DATES and provisional timetables have now been set for the fourth stage of hearings into Calderdale Council’s draft Local Plan.
Planning Inspector Katie Child, who is overseeing the inquiry, will conduct the hearings online by video conferencing – the last two stages of hearings were screened on Calderdale Council’s YouTube channel – on Wednesday, September 29, and Thursday, September 30.
On Wednesday, September 29, the morning session, starting at 10am, will consider representations on air quality including assessment methodology and results.
These will include implications of high nitrogen oxide concentrations in areas including Brighouse, Clifton, Halifax and Ainley Top.

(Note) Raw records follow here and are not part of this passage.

//! Maintenance Query Producer
//!
//! Interactive front end for semantic search over maintenance logs.
//!
//! ## Architecture
//!
//! ```text
//! stdin (one query per line)
//!   ↓
//! QueryLoop
//!   ├─ VoyageProvider        (embedding, optional)
//!   ├─ HttpSchemaRegistry    (Avro schema by subject)
//!   └─ StreamPublisher<KafkaBroker>
//!        ↓
//! Kafka topic (QUERY_TOPIC) → downstream Flink job
//! ```
//!
//! Delivery reports are printed as they arrive. On exit every in-flight
//! message is flushed, bounded by `DRAIN_TIMEOUT_SECS`.

use core_config::{ConfigError, FromEnv};
use domain_embeddings::VoyageProvider;
use domain_queries::{EventEncoder, HttpSchemaRegistry, LoopSummary, QueryLoop, QueryLoopConfig, SchemaRegistryConfig};
use eyre::{Result, WrapErr};
use std::time::Duration;
use stream_publisher::{DeliveryOutcome, KafkaBroker, KafkaConfig, StreamPublisher};
use tokio::io::BufReader;
use tokio::signal;
use tokio::sync::watch;
use tracing::{error, info, warn};

const CONNECTIVITY_TIMEOUT: Duration = Duration::from_secs(10);

/// Everything the producer reads from the environment, apart from Voyage
#[derive(Debug, Clone)]
pub struct ProducerSettings {
    pub query: QueryLoopConfig,
    pub kafka: KafkaConfig,
    pub registry: SchemaRegistryConfig,
}

impl FromEnv for ProducerSettings {
    fn from_env() -> Result<Self, ConfigError> {
        Ok(Self {
            query: QueryLoopConfig::from_env()?,
            kafka: KafkaConfig::from_env()?,
            registry: SchemaRegistryConfig::from_env()?,
        })
    }
}

/// Terminal line for a delivery report
pub fn format_outcome(outcome: &DeliveryOutcome) -> String {
    match outcome {
        DeliveryOutcome::Delivered {
            topic,
            partition,
            offset,
        } => format!("Delivered message to {topic} [{partition}] @ offset {offset}"),
        DeliveryOutcome::Failed { error } => format!("Delivery failed: {error}"),
    }
}

/// Run the interactive producer on stdin/stdout
///
/// # Errors
///
/// Returns an error if configuration is invalid or the Kafka client cannot
/// be created. Everything after startup is reported, not returned.
pub async fn run() -> Result<LoopSummary> {
    let settings = ProducerSettings::from_env().wrap_err("Failed to load producer configuration")?;
    info!(
        topic = %settings.query.topic,
        subject = %settings.query.subject,
        kafka = ?settings.kafka,
        registry = ?settings.registry,
        "Starting query producer"
    );

    let provider = VoyageProvider::from_env().wrap_err("Failed to configure the embedding provider")?;
    let registry = HttpSchemaRegistry::new(settings.registry).wrap_err("Failed to create the schema registry client")?;
    let broker = KafkaBroker::new(&settings.kafka).wrap_err("Failed to create the Kafka producer")?;

    match broker.check_connectivity(CONNECTIVITY_TIMEOUT) {
        Ok(brokers) => info!(brokers, "Kafka cluster reachable"),
        Err(error) => warn!(%error, "Kafka metadata unavailable; deliveries will be retried by the client"),
    }

    let publisher = StreamPublisher::new(broker).on_delivery(|outcome| println!("{}", format_outcome(outcome)));

    let (shutdown_tx, shutdown_rx) = watch::channel(false);
    tokio::spawn(async move {
        shutdown_signal().await;
        let _ = shutdown_tx.send(true);
    });

    let mut query_loop = QueryLoop::new(provider, EventEncoder::new(registry), publisher, settings.query);
    let summary = query_loop
        .run(BufReader::new(tokio::io::stdin()), tokio::io::stdout(), shutdown_rx)
        .await;

    if !summary.drain.is_complete() {
        error!(pending = summary.drain.pending, "Messages still undelivered after drain timeout");
    }
    info!(
        queries = summary.queries,
        published = summary.published,
        delivered = summary.drain.delivered,
        failed = summary.drain.failed,
        "Query producer stopped"
    );
    Ok(summary)
}

/// Wait for a shutdown signal (SIGINT or SIGTERM)
async fn shutdown_signal() {
    let ctrl_c = async {
        if let Err(e) = signal::ctrl_c().await {
            error!(error = %e, "Failed to listen for Ctrl+C");
            std::future::pending::<()>().await;
        }
    };

    #[cfg(unix)]
    let terminate = async {
        match signal::unix::signal(signal::unix::SignalKind::terminate()) {
            Ok(mut stream) => {
                stream.recv().await;
            }
            Err(e) => {
                error!(error = %e, "Failed to install SIGTERM handler");
                std::future::pending::<()>().await;
            }
        }
    };

    #[cfg(not(unix))]
    let terminate = std::future::pending::<()>();

    tokio::select! {
        _ = ctrl_c => {
            info!("Received Ctrl+C, initiating shutdown...");
        },
        _ = terminate => {
            info!("Received SIGTERM, initiating shutdown...");
        },
    }
}
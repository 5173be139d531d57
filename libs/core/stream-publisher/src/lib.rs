//! Stream Publisher
//!
//! Sends payloads to named destinations and reports delivery asynchronously.
//!
//! ## Features
//!
//! - **Non-blocking publish**: payloads are queued, outcomes arrive later
//! - **Delivery tracking**: a ticket per payload, completed exactly once
//! - **Outcome pump**: `poll_outcomes` dispatches callbacks on the caller's task
//! - **Drain**: bounded wait for everything in flight on shutdown
//! - **Kafka backend**: rdkafka `BaseProducer`, SASL_SSL/PLAIN when configured
//!
//! ## Example
//!
//! ```ignore
//! use stream_publisher::{KafkaBroker, KafkaConfig, StreamPublisher};
//!
//! let publisher = StreamPublisher::new(KafkaBroker::new(&KafkaConfig::from_env()?)?)
//!     .on_delivery(|outcome| tracing::info!(?outcome, "delivery report"));
//!
//! publisher.publish("user_query_embeddings", &bytes);
//! publisher.poll_outcomes();
//! let report = publisher.drain(Duration::from_secs(30));
//! ```

mod broker;
mod config;
mod delivery;
mod error;
#[cfg(feature = "kafka")]
mod kafka;
pub mod memory;
pub mod metrics;
mod publisher;

pub use broker::{EnqueueRejection, StreamBroker};
pub use config::{KafkaConfig, PublisherConfig};
pub use delivery::{DeliveryCallback, DeliveryHandle, DeliveryOutcome, DeliveryTicket, DrainReport};
pub use error::PublishError;
#[cfg(feature = "kafka")]
pub use kafka::{KafkaBroker, TicketContext};
pub use memory::{MemoryBroker, StoredMessage};
pub use metrics::PublisherMetrics;
pub use publisher::StreamPublisher;
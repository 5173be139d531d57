//! In-memory broker
//!
//! Keeps every delivered payload so callers can inspect what was published.
//! Used for tests and dry runs; behaves like a single-partition topic per
//! destination.

use crate::broker::{EnqueueRejection, StreamBroker};
use crate::delivery::{DeliveryOutcome, DeliveryTicket};
use crate::error::PublishError;
use std::collections::{HashMap, HashSet, VecDeque};
use std::sync::{Mutex, MutexGuard};
use std::time::Duration;

/// A payload the in-memory broker has acknowledged
#[derive(Debug, Clone, PartialEq, Eq)]
pub struct StoredMessage {
    pub destination: String,
    pub payload: Vec<u8>,
    pub partition: i32,
    pub offset: i64,
}

struct Queued {
    destination: String,
    payload: Vec<u8>,
    ticket: DeliveryTicket,
}

#[derive(Default)]
struct State {
    queued: VecDeque<Queued>,
    stored: Vec<StoredMessage>,
    offsets: HashMap<String, i64>,
    queue_full_remaining: u32,
    rejected: HashSet<String>,
    failing: HashSet<String>,
    hold: bool,
}

#[derive(Default)]
pub struct MemoryBroker {
    state: Mutex<State>,
}

impl MemoryBroker {
    pub fn new() -> Self {
        Self::default()
    }

    fn state(&self) -> MutexGuard<'_, State> {
        self.state.lock().unwrap_or_else(|poisoned| poisoned.into_inner())
    }

    /// Refuse the next `count` produce calls with a full queue
    pub fn fill_queue(&self, count: u32) {
        self.state().queue_full_remaining = count;
    }

    /// Refuse produce calls for `destination` synchronously
    pub fn reject_destination(&self, destination: &str) {
        self.state().rejected.insert(destination.to_string());
    }

    /// Accept payloads for `destination` but report them as failed
    pub fn fail_destination(&self, destination: &str) {
        self.state().failing.insert(destination.to_string());
    }

    /// While held, queued payloads are not delivered by `poll` or `flush`
    pub fn hold_deliveries(&self, hold: bool) {
        self.state().hold = hold;
    }

    /// Acknowledged payloads, in delivery order
    pub fn messages(&self) -> Vec<StoredMessage> {
        self.state().stored.clone()
    }

    /// Payloads accepted but not yet reported
    pub fn queued(&self) -> usize {
        self.state().queued.len()
    }

    fn deliver_queued(&self) {
        let completions: Vec<(DeliveryTicket, DeliveryOutcome)> = {
            let mut state = self.state();
            if state.hold {
                return;
            }

            let queued: Vec<Queued> = state.queued.drain(..).collect();
            queued
                .into_iter()
                .map(|item| {
                    if state.failing.contains(&item.destination) {
                        let error = PublishError::Broker(format!("delivery to {} failed", item.destination));
                        return (item.ticket, DeliveryOutcome::failed(error));
                    }

                    let next = state.offsets.entry(item.destination.clone()).or_insert(0);
                    let offset = *next;
                    *next += 1;
                    state.stored.push(StoredMessage {
                        destination: item.destination.clone(),
                        payload: item.payload,
                        partition: 0,
                        offset,
                    });

                    let outcome = DeliveryOutcome::Delivered {
                        topic: item.destination,
                        partition: 0,
                        offset,
                    };
                    (item.ticket, outcome)
                })
                .collect()
        };

        // Callbacks run without the lock held
        for (ticket, outcome) in completions {
            ticket.complete(outcome);
        }
    }
}

impl StreamBroker for MemoryBroker {
    fn produce(
        &self,
        destination: &str,
        payload: &[u8],
        ticket: DeliveryTicket,
    ) -> Result<(), EnqueueRejection> {
        let mut state = self.state();

        if state.queue_full_remaining > 0 {
            state.queue_full_remaining -= 1;
            return Err(EnqueueRejection {
                error: PublishError::QueueFull,
                ticket,
            });
        }

        if state.rejected.contains(destination) {
            return Err(EnqueueRejection {
                error: PublishError::Broker(format!("unknown destination: {destination}")),
                ticket,
            });
        }

        state.queued.push_back(Queued {
            destination: destination.to_string(),
            payload: payload.to_vec(),
            ticket,
        });
        Ok(())
    }

    fn poll(&self, _timeout: Duration) {
        self.deliver_queued();
    }

    fn flush(&self, _timeout: Duration) -> Result<(), PublishError> {
        self.deliver_queued();
        match self.queued() {
            0 => Ok(()),
            remaining => Err(PublishError::Broker(format!(
                "flush timed out with {remaining} messages queued"
            ))),
        }
    }
}
//! Record summarizer
//!
//! Renders a record into the single text block that gets embedded. The
//! wording is fixed; the same record always yields the same bytes.

use std::fmt;

use crate::error::{MaintenanceError, MaintenanceResult};
use crate::models::MaintenanceRecord;

/// Deterministic text rendering of one record
#[derive(Debug, Clone, PartialEq, Eq, Hash)]
pub struct Summary(String);

impl Summary {
    pub fn as_str(&self) -> &str {
        &self.0
    }

    pub fn into_string(self) -> String {
        self.0
    }
}

impl fmt::Display for Summary {
    fn fmt(&self, f: &mut fmt::Formatter<'_>) -> fmt::Result {
        f.write_str(&self.0)
    }
}

fn required<'a, T>(value: &'a Option<T>, field: &str) -> MaintenanceResult<&'a T> {
    value
        .as_ref()
        .ok_or_else(|| MaintenanceError::MissingField(field.to_string()))
}

/// Build the summary for `record`, or name the first missing field
pub fn summarize(record: &MaintenanceRecord) -> MaintenanceResult<Summary> {
    let equipment_type = required(&record.equipment_type, "equipment_type")?;
    let location = required(&record.location, "location")?;
    let reported_issue = required(&record.reported_issue, "reported_issue")?;
    let diagnostic_findings = required(&record.diagnostic_findings, "diagnostic_findings")?;
    let actions_taken = required(&record.actions_taken, "actions_taken")?;
    let post_service_notes = required(&record.post_service_notes, "post_service_notes")?;
    let technician = required(&record.technician, "technician")?;
    let technician_name = required(&technician.name, "technician.name")?;
    let certification = required(&technician.certification, "technician.certification")?;
    let severity_level = required(&record.severity_level, "severity_level")?;
    let duration = required(&record.service_duration_minutes, "service_duration_minutes")?;

    Ok(Summary(format!(
        "Maintenance log for equipment '{equipment_type}' located in {location}:\n\
         \n\
         Reported Issue: {reported_issue}\n\
         Diagnostic Findings: {diagnostic_findings}\n\
         Actions Taken: {actions_taken}\n\
         Post-Service Notes: {post_service_notes}\n\
         \n\
         Service performed by {technician_name} ({certification}).\n\
         Severity Level: {severity_level}, Duration: {duration} minutes."
    )))
}
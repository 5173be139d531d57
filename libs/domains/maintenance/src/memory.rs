//! In-memory document sink
//!
//! Same replace-or-insert semantics as the MongoDB sink; used for dry runs and
//! tests.

use async_trait::async_trait;
use std::collections::HashMap;
use tokio::sync::RwLock;

use crate::error::{MaintenanceError, MaintenanceResult};
use crate::models::{EmbeddedDocument, UpsertOutcome};
use crate::repository::DocumentSink;

#[derive(Default)]
pub struct InMemoryDocumentSink {
    documents: RwLock<HashMap<String, EmbeddedDocument>>,
}

impl InMemoryDocumentSink {
    pub fn new() -> Self {
        Self::default()
    }

    /// All stored documents, ordered by key
    pub async fn documents(&self) -> Vec<EmbeddedDocument> {
        let mut documents: Vec<_> = self.documents.read().await.values().cloned().collect();
        documents.sort_by(|a, b| a.record_id.cmp(&b.record_id));
        documents
    }
}

#[async_trait]
impl DocumentSink for InMemoryDocumentSink {
    async fn upsert(&self, key: &str, document: &EmbeddedDocument) -> MaintenanceResult<UpsertOutcome> {
        if key != document.record_id {
            return Err(MaintenanceError::Persistence(format!(
                "key '{key}' does not match record_id '{}'",
                document.record_id
            )));
        }

        let previous = self
            .documents
            .write()
            .await
            .insert(key.to_string(), document.clone());

        Ok(match previous {
            Some(_) => UpsertOutcome::Updated,
            None => UpsertOutcome::Inserted,
        })
    }

    async fn get(&self, key: &str) -> MaintenanceResult<Option<EmbeddedDocument>> {
        Ok(self.documents.read().await.get(key).cloned())
    }

    async fn count(&self) -> MaintenanceResult<u64> {
        Ok(self.documents.read().await.len() as u64)
    }
}
use async_trait::async_trait;

use crate::error::EmbeddingResult;
use crate::models::Embedding;

/// Trait for embedding generation providers
///
/// One remote call per invocation. Implementations must not retry internally:
/// the batch pipeline skips a record on failure while the interactive loop
/// degrades to an event without a vector, and each caller owns its backoff.
#[cfg_attr(test, mockall::automock)]
#[async_trait]
pub trait EmbeddingProvider: Send + Sync {
    /// Model identifier sent with every request
    fn model(&self) -> &str;

    /// Dimension of the vectors seen so far, `None` before the first response
    fn dimension(&self) -> Option<usize>;

    /// Generate the embedding for a single text
    async fn embed(&self, text: &str) -> EmbeddingResult<Embedding>;

    /// Generate embeddings for several texts in one call, preserving input order
    async fn embed_batch(&self, texts: &[String]) -> EmbeddingResult<Vec<Embedding>>;
}
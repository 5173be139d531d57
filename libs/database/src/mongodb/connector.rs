use mongodb::{Client, bson::doc, options::ClientOptions};
use std::time::{Duration, Instant};
use tracing::{info, instrument};

use super::MongoConfig;
use crate::common::{RetryConfig, retry, retry_with_backoff};

/// Error type for MongoDB operations
#[derive(Debug, thiserror::Error)]
pub enum MongoError {
    #[error("MongoDB error: {0}")]
    Mongo(#[from] mongodb::error::Error),

    #[error("Connection failed: {0}")]
    ConnectionFailed(String),
}

/// Connect using a MongoConfig and verify the server answers a ping
///
/// The driver connects lazily, so without the ping an unreachable store would
/// only surface on the first write.
#[instrument(skip(config), fields(url = %config.redacted_url(), database = %config.database))]
pub async fn connect_from_config(config: &MongoConfig) -> Result<Client, MongoError> {
    let mut options = ClientOptions::parse(&config.url).await?;

    options.max_pool_size = Some(config.max_pool_size);
    options.min_pool_size = Some(config.min_pool_size);
    options.connect_timeout = Some(Duration::from_secs(config.connect_timeout_secs));
    options.server_selection_timeout =
        Some(Duration::from_secs(config.server_selection_timeout_secs));

    if let Some(ref app_name) = config.app_name {
        options.app_name = Some(app_name.clone());
    }

    let client = Client::with_options(options)?;
    let latency = ping(&client, &config.database).await?;

    info!(latency_ms = latency.as_millis() as u64, "Connected to MongoDB");
    Ok(client)
}

/// Connect from config with automatic retry on failure
///
/// ```ignore
/// let retry_config = RetryConfig::new().with_max_retries(5);
/// let client = connect_from_config_with_retry(&config, Some(retry_config)).await?;
/// ```
pub async fn connect_from_config_with_retry(
    config: &MongoConfig,
    retry_config: Option<RetryConfig>,
) -> Result<Client, MongoError> {
    match retry_config {
        Some(retry_config) => retry_with_backoff(|| connect_from_config(config), retry_config).await,
        None => retry(|| connect_from_config(config)).await,
    }
}

/// Run the `ping` command against `database` and return the round-trip time
pub async fn ping(client: &Client, database: &str) -> Result<Duration, MongoError> {
    let start = Instant::now();
    client
        .database(database)
        .run_command(doc! { "ping": 1 })
        .await
        .map_err(|e| MongoError::ConnectionFailed(e.to_string()))?;
    Ok(start.elapsed())
}
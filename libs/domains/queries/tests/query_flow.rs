//! End-to-end query flow against the in-memory broker and static registry

use async_trait::async_trait;
use domain_embeddings::{Embedding, EmbeddingError, EmbeddingProvider, EmbeddingResult};
use domain_queries::{
    EventEncoder, LoopState, QueryEvent, QueryLoop, QueryLoopConfig, StaticSchemaRegistry, frame_schema_id,
};
use std::sync::Arc;
use std::sync::atomic::{AtomicUsize, Ordering};
use std::time::Duration;
use stream_publisher::{DeliveryOutcome, MemoryBroker, StreamPublisher};
use tokio::io::AsyncWriteExt;
use tokio::sync::watch;

const TOPIC: &str = "user_query_embeddings";
const SUBJECT: &str = "user_query_embeddings-value";
const SCHEMA_ID: u32 = 100_012;

/// Embeds every query as `[len, 0.5]`, or fails when `down`
#[derive(Default)]
struct FakeEmbedder {
    down: bool,
    calls: AtomicUsize,
}

impl FakeEmbedder {
    fn down() -> Self {
        Self {
            down: true,
            ..Self::default()
        }
    }
}

#[async_trait]
impl EmbeddingProvider for FakeEmbedder {
    fn model(&self) -> &str {
        "fake-embedder"
    }

    fn dimension(&self) -> Option<usize> {
        Some(2)
    }

    async fn embed(&self, text: &str) -> EmbeddingResult<Embedding> {
        self.calls.fetch_add(1, Ordering::SeqCst);
        if self.down {
            return Err(EmbeddingError::Unavailable("connection refused".into()));
        }
        Ok(Embedding::new("fake-embedder", vec![text.len() as f64, 0.5]))
    }

    async fn embed_batch(&self, texts: &[String]) -> EmbeddingResult<Vec<Embedding>> {
        let mut embeddings = Vec::with_capacity(texts.len());
        for text in texts {
            embeddings.push(self.embed(text).await?);
        }
        Ok(embeddings)
    }
}

/// Embedding call that never completes
struct StalledEmbedder;

#[async_trait]
impl EmbeddingProvider for StalledEmbedder {
    fn model(&self) -> &str {
        "stalled"
    }

    fn dimension(&self) -> Option<usize> {
        None
    }

    async fn embed(&self, _text: &str) -> EmbeddingResult<Embedding> {
        std::future::pending().await
    }

    async fn embed_batch(&self, _texts: &[String]) -> EmbeddingResult<Vec<Embedding>> {
        std::future::pending().await
    }
}

fn registry() -> StaticSchemaRegistry {
    StaticSchemaRegistry::user_queries(SUBJECT, SCHEMA_ID).expect("default schema parses")
}

fn build_loop(
    embedder: FakeEmbedder,
    publisher: StreamPublisher<MemoryBroker>,
) -> QueryLoop<FakeEmbedder, StaticSchemaRegistry, MemoryBroker> {
    QueryLoop::new(
        embedder,
        EventEncoder::new(registry()),
        publisher,
        QueryLoopConfig::new(TOPIC).with_pace(Duration::ZERO),
    )
}

async fn published_events(publisher: &StreamPublisher<MemoryBroker>) -> Vec<QueryEvent> {
    let decoder = EventEncoder::new(registry());
    let mut events = Vec::new();
    for message in publisher.broker().messages() {
        assert_eq!(message.destination, TOPIC);
        assert_eq!(frame_schema_id(&message.payload).unwrap(), SCHEMA_ID);
        events.push(decoder.decode(&message.payload).await.unwrap());
    }
    events
}

#[tokio::test]
async fn test_embedding_outage_publishes_text_with_null_vector() {
    let mut query_loop = build_loop(FakeEmbedder::down(), StreamPublisher::new(MemoryBroker::new()));
    let (_tx, rx) = watch::channel(false);

    let summary = query_loop.run(&b"pump overheating\nexit\n"[..], tokio::io::sink(), rx).await;

    assert_eq!(summary.queries, 1);
    assert_eq!(summary.published, 1);
    assert_eq!(summary.degraded, 1);
    assert_eq!(summary.encode_failures, 0);
    assert_eq!(summary.drain.delivered, 1);

    let events = published_events(query_loop.publisher()).await;
    assert_eq!(events, vec![QueryEvent::new("pump overheating", None)]);
}

#[tokio::test]
async fn test_queries_are_published_in_order_with_vectors() {
    let mut query_loop = build_loop(FakeEmbedder::default(), StreamPublisher::new(MemoryBroker::new()));
    let (_tx, rx) = watch::channel(false);

    let input = b"bearing noise\n\n  hydraulic leak  \nvalve stuck\n";
    let summary = query_loop.run(&input[..], tokio::io::sink(), rx).await;

    assert_eq!(summary.queries, 3);
    assert_eq!(summary.degraded, 0);

    let events = published_events(query_loop.publisher()).await;
    let texts: Vec<_> = events.iter().filter_map(|e| e.text.as_deref()).collect();
    assert_eq!(texts, ["bearing noise", "hydraulic leak", "valve stuck"]);
    assert_eq!(events[1].vector, Some(vec![14.0, 0.5]));
}

#[tokio::test]
async fn test_shutdown_drains_every_accepted_message() {
    let delivered = Arc::new(AtomicUsize::new(0));
    let counter = delivered.clone();
    let publisher = StreamPublisher::new(MemoryBroker::new()).on_delivery(move |outcome| {
        if let DeliveryOutcome::Delivered { .. } = outcome {
            counter.fetch_add(1, Ordering::SeqCst);
        }
    });
    let mut query_loop = build_loop(FakeEmbedder::default(), publisher);
    let (_tx, rx) = watch::channel(false);

    let summary = query_loop.run(&b"one\ntwo\nthree\n"[..], tokio::io::sink(), rx).await;

    assert_eq!(summary.published, 3);
    assert_eq!(summary.drain.pending, 0);
    assert_eq!(summary.drain.delivered, 3);
    assert!(summary.drain.is_complete());
    assert_eq!(delivered.load(Ordering::SeqCst), 3);
    assert_eq!(query_loop.state(), LoopState::Shutdown);
}

#[tokio::test]
async fn test_shutdown_signal_interrupts_waiting_for_input() {
    let mut query_loop = build_loop(FakeEmbedder::default(), StreamPublisher::new(MemoryBroker::new()));
    let (tx, rx) = watch::channel(false);
    let (mut writer, reader) = tokio::io::duplex(64);

    let run = tokio::spawn(async move {
        let summary = query_loop.run(tokio::io::BufReader::new(reader), tokio::io::sink(), rx).await;
        (summary, query_loop)
    });

    writer.write_all(b"first query\n").await.unwrap();
    writer.flush().await.unwrap();
    tokio::time::sleep(Duration::from_millis(50)).await;
    tx.send(true).unwrap();

    let (summary, query_loop) = tokio::time::timeout(Duration::from_secs(5), run)
        .await
        .expect("loop stops after the shutdown signal")
        .unwrap();

    assert_eq!(summary.published, 1);
    assert_eq!(summary.drain.delivered, 1);
    assert_eq!(query_loop.publisher().broker().messages().len(), 1);
    drop(writer);
}

#[tokio::test]
async fn test_shutdown_signal_interrupts_pacing() {
    let mut query_loop = QueryLoop::new(
        FakeEmbedder::default(),
        EventEncoder::new(registry()),
        StreamPublisher::new(MemoryBroker::new()),
        QueryLoopConfig::new(TOPIC).with_pace(Duration::from_secs(3600)),
    );
    let (tx, rx) = watch::channel(false);

    let run = tokio::spawn(async move { query_loop.run(&b"slow\nnever\n"[..], tokio::io::sink(), rx).await });
    tokio::time::sleep(Duration::from_millis(50)).await;
    tx.send(true).unwrap();

    let summary = tokio::time::timeout(Duration::from_secs(5), run)
        .await
        .expect("pacing sleep is interruptible")
        .unwrap();

    assert_eq!(summary.queries, 1);
    assert_eq!(summary.published, 1);
}

#[tokio::test]
async fn test_unknown_subject_counts_encode_failure() {
    let mut query_loop = QueryLoop::new(
        FakeEmbedder::default(),
        EventEncoder::new(registry()),
        StreamPublisher::new(MemoryBroker::new()),
        QueryLoopConfig::new(TOPIC)
            .with_subject("unregistered-value")
            .with_pace(Duration::ZERO),
    );
    let (_tx, rx) = watch::channel(false);

    let summary = query_loop.run(&b"pump overheating\n"[..], tokio::io::sink(), rx).await;

    assert_eq!(summary.queries, 1);
    assert_eq!(summary.encode_failures, 1);
    assert_eq!(summary.published, 0);
    assert!(query_loop.publisher().broker().messages().is_empty());
}

#[tokio::test]
async fn test_shutdown_signal_abandons_query_while_embedding() {
    let mut query_loop = QueryLoop::new(
        StalledEmbedder,
        EventEncoder::new(registry()),
        StreamPublisher::new(MemoryBroker::new()),
        QueryLoopConfig::new(TOPIC).with_pace(Duration::ZERO),
    );
    let (tx, rx) = watch::channel(false);

    let run = tokio::spawn(async move {
        let summary = query_loop.run(&b"pump overheating\n"[..], tokio::io::sink(), rx).await;
        (summary, query_loop)
    });
    tokio::time::sleep(Duration::from_millis(50)).await;
    tx.send(true).unwrap();

    let (summary, query_loop) = tokio::time::timeout(Duration::from_secs(2), run)
        .await
        .expect("loop stops while the embedding call is pending")
        .unwrap();

    assert_eq!(summary.queries, 1);
    assert_eq!(summary.published, 0);
    assert_eq!(summary.degraded, 0);
    assert!(summary.drain.is_complete());
    assert_eq!(query_loop.state(), LoopState::Shutdown);
    assert!(query_loop.publisher().broker().messages().is_empty());
}

#[tokio::test(flavor = "multi_thread", worker_threads = 2)]
async fn test_drain_on_multi_thread_runtime() {
    let mut query_loop = build_loop(FakeEmbedder::default(), StreamPublisher::new(MemoryBroker::new()));
    let (_tx, rx) = watch::channel(false);

    let summary = query_loop.run(&b"bearing noise\nvalve stuck\n"[..], tokio::io::sink(), rx).await;

    assert_eq!(summary.published, 2);
    assert_eq!(summary.drain.delivered, 2);
    assert!(summary.drain.is_complete());
}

Supplementary analysis of air quality in Brighouse, Clifton and West Vale will also be considered, as well as the implications for development at the Crosslee site at Brighouse Road, Hipperholme.
The afternoon session, from 2pm, will provisionally cover air quality work in Habitat Regulations assessments, including traffic modelling.
The session is provisional pending completion of a Statement of Common Ground between the council and Natural England, due to be published on September 10, at which the hearings programme and agenda will be updated.
The morning session from 10am on Thursday, September 30, will consider waste sites, including how proposed sites at Atlas Mill Road, Brighouse, and Lacy Way, Elland, might be constrained.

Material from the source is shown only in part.